In December 2016, Just Eat announced its intention to acquire Hungryhouse for upwards of £200 million, consolidating two of the UK’s largest online food ordering and delivery platforms.

In March 2017, the CMA launched its inquiry into the acquisition and, as a result, on 10 May 2017 the CMA announced that the acquisition “may be expected to result in a substantial lessening of competition within [the takeway food delivery market] in the UK“.

As such, the CMA announced that the enquiry would move to Phase 2, unless the parties could offer undertakings to address these concerns by 17 May 2017. They declined to do so and on 19 May 2017 the CMA issued its decision to move to Phase 2.

Areas of concern

The CMA rejected arguments from Just Eat and Hungryhouse that the merger would not result in a loss of competition due to the recent proliferation of other food delivery services such as Deliveroo and Uber Eats. The CMA noted that these platforms offered delivery services from traditional restaurants, which did not otherwise offer delivery. Just Eat and Hungryhouse, on the other hand, mainly provided a platform through which restaurants which already have their own delivery service can receive orders online. As such, the CMA felt the two markets were sufficiently different so as not to be in competition.

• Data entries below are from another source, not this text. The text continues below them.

use colored::Colorize;
use std::sync::atomic::{AtomicBool, Ordering};

pub mod progress;

static VERBOSE: AtomicBool = AtomicBool::new(false);
static QUIET: AtomicBool = AtomicBool::new(false);
static INTERRUPTED: AtomicBool = AtomicBool::new(false);

/// Terminal color policy
#[derive(Debug, Clone, Copy, PartialEq, Eq, Default, clap::ValueEnum)]
pub enum ColorChoice {
    #[default]
    Auto,
    Always,
    Never,
}

impl ColorChoice {
    pub fn parse(value: &str) -> Option<Self> {
        match value {
            "auto" => Some(Self::Auto),
            "always" => Some(Self::Always),
            "never" => Some(Self::Never),
            _ => None,
        }
    }
}

/// Apply the color policy. `NO_COLOR` is honored by `colored` itself in auto mode.
pub fn init_colors(choice: ColorChoice) {
    match choice {
        ColorChoice::Always => colored::control::set_override(true),
        ColorChoice::Never => colored::control::set_override(false),
        ColorChoice::Auto => {
            if !atty::is(atty::Stream::Stderr) {
                colored::control::set_override(false);
            }
        }
    }
}

pub fn set_verbose(verbose: bool) {
    VERBOSE.store(verbose, Ordering::Relaxed);
}

pub fn is_verbose() -> bool {
    VERBOSE.load(Ordering::Relaxed)
}

pub fn set_quiet(quiet: bool) {
    QUIET.store(quiet, Ordering::Relaxed);
}

pub fn is_quiet() -> bool {
    QUIET.load(Ordering::Relaxed)
}

pub fn mark_interrupted() {
    INTERRUPTED.store(true, Ordering::Relaxed);
}

pub fn was_interrupted() -> bool {
    INTERRUPTED.load(Ordering::Relaxed)
}

pub fn stderr_is_tty() -> bool {
    atty::is(atty::Stream::Stderr)
}

pub fn success(msg: &str) {
    if is_quiet() {
        return;
    }
    eprintln!("{} {}", "✓".green().bold(), msg);
}

pub fn info(msg: &str) {
    if is_quiet() {
        return;
    }
    eprintln!("{} {}", "ℹ".blue().bold(), msg);
}

pub fn warning(msg: &str) {
    eprintln!("{} {}", "⚠".yellow().bold(), msg);
}

pub fn error(msg: &str) {
    eprintln!("{} {}", "✗".red().bold(), msg);
}

/// Diagnostic line, shown only with --verbose
pub fn verbose(msg: &str) {
    if is_verbose() {
        eprintln!("{} {}", "🔧".dimmed(), msg);
    }
}
//! Default action: resolve a package from the cache or fetch it, then hand
//! off to its command.

use crate::cache::{self, CacheDecision, CacheLayout};
use crate::config::RuntimeConfig;
use crate::core::environment::{ExecPlan, LIBRARY_PATH_VAR, PATH_VAR};
use crate::core::fetch::Fetcher;
use crate::core::locator::find_executable_in_prefix;
use crate::core::types::PackageSpec;
use crate::error::{Result, YoinkError};
use crate::packages::{BackendRegistry, PackageManager};
use crate::ui;
use crate::ui::progress::Progress;
use crate::utils::command::{CommandRunner, OutputMode, SystemRunner};
use std::path::{Path, PathBuf};

pub struct RunOptions {
    pub package_spec: String,
    /// Command to run; the package name when `None`
    pub command: Option<String>,
    pub args: Vec<String>,
}

/// A package ready to run
#[derive(Debug, Clone, PartialEq, Eq)]
pub struct Yoinked {
    pub backend: &'static str,
    pub prefix: PathBuf,
    pub executable: PathBuf,
    /// False when served from the cache
    pub fetched: bool,
}

/// Full invocation. Only returns on failure on Unix, where the command
/// replaces this process.
pub fn run(options: RunOptions, config: &RuntimeConfig) -> Result<i32> {
    let spec = PackageSpec::parse(&options.package_spec)?;
    let command = options
        .command
        .clone()
        .unwrap_or_else(|| spec.name().to_string());

    let layout = CacheLayout::new(config.cache_root());
    layout.ensure_root()?;

    let mut registry = BackendRegistry::default();
    registry.restrict_to(&config.backends)?;
    let backend = registry.detect()?;
    ui::verbose(&format!("Using package manager: {}", backend.name()));

    if options.args.is_empty() {
        ui::verbose(&format!(
            "Will attempt to run '{}' from package '{}'",
            command,
            spec.name()
        ));
    } else {
        ui::verbose(&format!(
            "Will attempt to run '{}' from package '{}' with arguments: {:?}",
            command,
            spec.name(),
            options.args
        ));
    }

    let runner = SystemRunner::new(config.command_timeout);
    let yoinked = yoink(backend.as_ref(), &runner, &layout, &spec, &command)?;

    let plan = ExecPlan::new(&yoinked.prefix, &command, yoinked.executable, options.args)?;
    report_environment(&plan, &yoinked.prefix);

    if ui::was_interrupted() {
        return Err(YoinkError::Interrupted);
    }
    plan.exec()
}

/// Make `command` from `spec` available, fetching only when the cache
/// cannot be used.
pub fn yoink(
    backend: &dyn PackageManager,
    runner: &dyn CommandRunner,
    layout: &CacheLayout,
    spec: &PackageSpec,
    command: &str,
) -> Result<Yoinked> {
    let prefix = layout.install_prefix(backend.name(), spec);

    match cache::resolve(spec, &prefix, command)? {
        CacheDecision::Reuse(executable) => {
            ui::info(&format!(
                "🎣 Using cached {} from {}",
                spec.name(),
                display_relative(layout.root(), &prefix)
            ));
            ui::verbose(&format!("Found '{}' at {}", command, executable.display()));
            return Ok(Yoinked {
                backend: backend.name(),
                prefix,
                executable,
                fetched: false,
            });
        }
        CacheDecision::Fetch { discarded } => {
            if let Some(reason) = discarded {
                ui::verbose(&format!("Re-yoinking {}: {}", spec, reason));
            }
        }
    }

    let label = match spec.version() {
        Some(_) => spec.to_string(),
        None => format!("{} (latest)", spec.name()),
    };
    let progress = Progress::begin(&format!("🎣 Casting for {}", label));
    ui::verbose(&format!("Install prefix: {}", prefix.display()));

    let output = if ui::is_verbose() {
        OutputMode::Inherited
    } else {
        OutputMode::Captured
    };
    let result = Fetcher::new(backend, runner, layout)
        .with_output(output)
        .fetch(spec, &prefix);

    match &result {
        Ok(()) => progress.finish(
            true,
            &format!("Caught {} from {}!", spec.name(), backend.name()),
        ),
        Err(_) => progress.finish(
            false,
            &format!("The line snapped! (Error yoinking {})", spec.name()),
        ),
    }
    result?;

    let executable =
        find_executable_in_prefix(&prefix, command).ok_or_else(|| YoinkError::CommandNotFound {
            command: command.to_string(),
            package: spec.name().to_string(),
            prefix: prefix.clone(),
        })?;
    ui::verbose(&format!(
        "Successfully yoinked and found '{}' at {}",
        command,
        executable.display()
    ));

    Ok(Yoinked {
        backend: backend.name(),
        prefix,
        executable,
        fetched: true,
    })
}

fn display_relative(root: &Path, prefix: &Path) -> String {
    prefix
        .strip_prefix(root)
        .unwrap_or(prefix)
        .display()
        .to_string()
}

fn report_environment(plan: &ExecPlan, prefix: &Path) {
    if !ui::is_verbose() {
        return;
    }

    for var in [PATH_VAR, LIBRARY_PATH_VAR] {
        match plan.env_value(var) {
            Some(value) => ui::verbose(&format!("{}={}", var, value.to_string_lossy())),
            None => ui::verbose(&format!(
                "No additional directories found in {} for {}",
                prefix.display(),
                var
            )),
        }
    }

    let mut argv = vec![plan.program.to_string_lossy().into_owned()];
    argv.extend(plan.args.iter().cloned());
    ui::verbose(&format!("🚀 Executing: {}", argv.join(" ")));
}

#[cfg(test)]
mod tests {
    use super::*;

    #[test]
    fn test_display_relative() {
        assert_eq!(
            display_relative(Path::new("/c"), Path::new("/c/apt/cowsay=latest")),
            "apt/cowsay=latest"
        );
        assert_eq!(
            display_relative(Path::new("/c"), Path::new("/elsewhere/x")),
            "/elsewhere/x"
        );
    }
}
pub mod common;
pub mod search_dirs;

pub use common::{DOWNLOADS_DIR_NAME, LATEST_TAG, MARKER_FILE_NAME, STAGING_DIR_PREFIX};
pub use search_dirs::{BIN_DIRS, LIB_DIRS};
use assert_cmd::Command;
use predicates::prelude::*;
use std::fs;
use tempfile::TempDir;

// Helper function to initialize the command to test, isolated from the
// user's settings and cache.
fn yoink(tmp: &TempDir) -> Command {
    let mut cmd = Command::new(env!("CARGO_BIN_EXE_yoink"));
    cmd.env("YOINK_CONFIG", tmp.path().join("no-settings.kdl"))
        .env("XDG_CACHE_HOME", tmp.path().join("xdg-cache"))
        .env_remove("YOINK_CACHE_DIR")
        .env_remove("YOINK_BACKEND");
    cmd
}

#[test]
fn test_help_command() {
    let tmp = tempfile::tempdir().unwrap();
    yoink(&tmp)
        .arg("--help")
        .assert()
        .success()
        .stdout(predicate::str::contains("without installing"))
        .stdout(predicate::str::contains("system-wide"))
        .stdout(predicate::str::contains("--purge-cache"));
}

#[test]
fn test_short_help_uses_summary() {
    let tmp = tempfile::tempdir().unwrap();
    yoink(&tmp)
        .arg("-h")
        .assert()
        .success()
        .stdout(predicate::str::contains("without installing"))
        .stdout(predicate::str::contains("system-wide").not());
}

#[test]
fn test_version_flag() {
    let tmp = tempfile::tempdir().unwrap();
    let expected = format!("yoink {}", env!("CARGO_PKG_VERSION"));

    yoink(&tmp)
        .arg("--version")
        .assert()
        .success()
        .stdout(predicate::str::contains(expected));
}

#[test]
fn test_no_package_prints_usage_and_fails() {
    let tmp = tempfile::tempdir().unwrap();
    yoink(&tmp)
        .assert()
        .code(1)
        .stdout(predicate::str::is_empty())
        .stderr(predicate::str::contains("Usage: yoink"));
}

#[test]
fn test_unknown_flag_is_usage_error() {
    let tmp = tempfile::tempdir().unwrap();
    yoink(&tmp)
        .args(["--backend", "zypper", "cowsay"])
        .assert()
        .code(2);
}

#[test]
fn test_purge_cache_empties_root() {
    let tmp = tempfile::tempdir().unwrap();
    let cache = tmp.path().join("cache");
    let nested = cache.join("apt/cowsay=latest/usr/bin");
    fs::create_dir_all(&nested).unwrap();
    fs::write(nested.join("cowsay"), "").unwrap();
    fs::write(cache.join("apt/cowsay=latest/.yoinked"), "").unwrap();

    yoink(&tmp)
        .arg("--cache-dir")
        .arg(&cache)
        .arg("--purge-cache")
        .assert()
        .success()
        .stderr(predicate::str::contains("squeaky clean"));

    assert!(cache.is_dir());
    assert_eq!(fs::read_dir(&cache).unwrap().count(), 0);
}

#[test]
fn test_purge_missing_cache_succeeds() {
    let tmp = tempfile::tempdir().unwrap();
    let cache = tmp.path().join("never-created");

    yoink(&tmp)
        .arg("--cache-dir")
        .arg(&cache)
        .arg("--purge-cache")
        .assert()
        .success()
        .stderr(predicate::str::contains("Tackle box empty"));

    assert!(cache.is_dir());
}

#[test]
fn test_cache_dir_from_environment() {
    let tmp = tempfile::tempdir().unwrap();
    let cache = tmp.path().join("env-cache");
    fs::create_dir_all(cache.join("dnf")).unwrap();

    yoink(&tmp)
        .env("YOINK_CACHE_DIR", &cache)
        .arg("--purge-cache")
        .assert()
        .success();

    assert!(!cache.join("dnf").exists());
}

#[test]
fn test_invalid_package_spec() {
    let tmp = tempfile::tempdir().unwrap();
    yoink(&tmp)
        .arg("--cache-dir")
        .arg(tmp.path().join("cache"))
        .arg("cow;say")
        .assert()
        .code(1)
        .stderr(predicate::str::contains("Invalid package spec"));
}

#[test]
fn test_no_backend_available() {
    let tmp = tempfile::tempdir().unwrap();
    let empty_path = tmp.path().join("empty-bin");
    fs::create_dir_all(&empty_path).unwrap();

    yoink(&tmp)
        .env("PATH", &empty_path)
        .arg("--cache-dir")
        .arg(tmp.path().join("cache"))
        .arg("cowsay")
        .assert()
        .code(1)
        .stderr(predicate::str::contains(
            "No supported package manager (apt, dnf, pacman) found",
        ));
}

#[test]
fn test_malformed_settings_file() {
    let tmp = tempfile::tempdir().unwrap();
    let settings = tmp.path().join("settings.kdl");
    fs::write(&settings, "color \"purple\"\n").unwrap();

    yoink(&tmp)
        .env("YOINK_CONFIG", &settings)
        .arg("--purge-cache")
        .assert()
        .code(1)
        .stderr(predicate::str::contains("Invalid value for 'color'"));
}

#[test]
fn test_completions() {
    let tmp = tempfile::tempdir().unwrap();
    yoink(&tmp)
        .args(["--completions", "bash"])
        .assert()
        .success()
        .stdout(predicate::str::contains("yoink"));
}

Instead, looking at the takeway food delivery market, the CMA raised concerns that the merger of the two largest platforms in this sector could result in a significant reduction in competition, and so higher costs to the restaurants that pay to use the service.

What’s next

The CMA’s Phase 2 investigation will now proceed, with the final decision being made by an independent group of CMA panel members. That final decision will be made by 2 November 2017.